Cries of joy greeted a small girl as she was pulled out of the rubble alive in Turkey’s Izmir on Tuesday, some 91 hours after an earthquake flattened parts of this coastal city.
Video from the scene showed an ashen-faced and wide-eyed Ayda Gezgin, 3, as she was freed from the wreckage of a building. Crowds of rescuers in hardhats clapped and cried “Allahu Akbar,” or “God is Great,” in celebration.
The child, whose hair was caked with dust, was immediately wrapped in a gold foil blanket and carried to an ambulance through a sea of rescue workers.
Turkey’s disaster and emergency agency originally identified the child as 4-year-old Ayla Gezgin, but Health Minister Fahrettin Koca later said she was 3-year-old Ayda Gezgin.
“Ayda is the name of the miracle,” tweeted Turkish President Recep Tayyip Erdogan. “Thank you God to give us new hope with your smiley eyes.”

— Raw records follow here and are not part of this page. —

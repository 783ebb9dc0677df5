//! Batch decoding of fixed-length windows read from the capture ring

use std::sync::Arc;
use tracing::{info, warn};

use super::capture::CaptureContext;
use crate::decoder::{Decoder, Hypothesis};
use crate::error::{DecoderError, Result};

/// Outcome of one decoded window
#[derive(Debug, Clone)]
pub struct UtteranceResult {
    pub uttid: String,
    pub hypothesis: Option<Hypothesis>,
    /// Samples decoded; shorter than a full window only at shutdown
    pub samples: usize,
    /// Level estimate when the window was complete
    pub level: f64,
}

/// Totals reported when the assembler stops
#[derive(Debug, Clone, Copy, Default, PartialEq, Eq)]
pub struct AssemblerSummary {
    pub utterances: u64,
    pub recognized: u64,
    pub lost_segments: u64,
}

/// Consumer side of the capture ring: collects a window of segments and
/// runs one start/feed/end/query cycle on it
pub struct UtteranceAssembler<D: Decoder> {
    decoder: D,
    context: Arc<CaptureContext>,
    window_segments: usize,
    uttid: String,
}

impl<D: Decoder> UtteranceAssembler<D> {
    /// `uttid` names every decoded utterance (the capture device name)
    pub fn new(decoder: D, context: Arc<CaptureContext>, window_secs: u32, uttid: &str) -> Self {
        let window_samples = window_secs as usize * context.sample_rate() as usize;
        let window_segments = (window_samples / context.segment_samples()).max(1);

        Self {
            decoder,
            context,
            window_segments,
            uttid: uttid.to_string(),
        }
    }

    pub fn window_segments(&self) -> usize {
        self.window_segments
    }

    pub fn decoder(&self) -> &D {
        &self.decoder
    }

    /// Decode windows until capture stops. A partial window left at stop is
    /// decoded too. Engine failures to open or close an utterance end the
    /// loop with an error.
    pub fn run<F>(&mut self, mut on_result: F) -> Result<AssemblerSummary>
    where
        F: FnMut(&UtteranceResult),
    {
        let context = Arc::clone(&self.context);
        let segment_samples = context.segment_samples();
        let mut reader = context.ring().reader();
        let mut window = vec![0i16; self.window_segments * segment_samples];
        let mut summary = AssemblerSummary::default();

        loop {
            info!(
                "Getting {} segments of utterance... level={:.1}",
                self.window_segments,
                context.level()
            );

            let mut filled = 0;
            while filled < self.window_segments {
                let slot = &mut window[filled * segment_samples..(filled + 1) * segment_samples];
                if reader.read_into(slot).is_none() {
                    break;
                }
                filled += 1;
            }

            if filled == 0 {
                break;
            }
            let level = context.level();

            info!("Decoding the utterance...");
            let samples = &window[..filled * segment_samples];
            let hypothesis = self.decode_window(samples)?;

            summary.utterances += 1;
            if hypothesis.is_some() {
                summary.recognized += 1;
            }
            on_result(&UtteranceResult {
                uttid: self.uttid.clone(),
                hypothesis,
                samples: samples.len(),
                level,
            });

            if filled < self.window_segments {
                break;
            }
        }

        summary.lost_segments = reader.lost();
        if summary.lost_segments > 0 {
            warn!("{} segments were overwritten before decoding", summary.lost_segments);
        }
        info!(
            "Assembler stopped: {} utterances, {} recognized",
            summary.utterances, summary.recognized
        );
        Ok(summary)
    }

    fn decode_window(&mut self, samples: &[i16]) -> std::result::Result<Option<Hypothesis>, DecoderError> {
        self.decoder.start_utterance(Some(&self.uttid))?;

        if let Err(e) = self.decoder.process_raw(samples, true) {
            warn!("Error decoding raw data: {}", e);
        }

        self.decoder.end_utterance()?;

        match self.decoder.hypothesis() {
            Ok(hyp) => Ok(hyp.filter(|h| !h.text.is_empty())),
            Err(e) => {
                warn!("Error getting hypothesis: {}", e);
                Ok(None)
            }
        }
    }
}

Her rescue, which occurred shortly after 10 a.m. local time (2 a.m. ET), was broadcast live on Turkish TV. Rescue worker Cemil Kaya told NBC News by telephone that Ayda was found behind a dishwasher in the remnants of a kitchen.
In footage shot inside the ambulance and put out by the Turkish Health Ministry, Ayda asks for a traditional Turkish meal.
“We’ll get you Köfte and ayran,” a man traveling with her replies, using the Turkish for meatballs and a drink made from yoghurt and water.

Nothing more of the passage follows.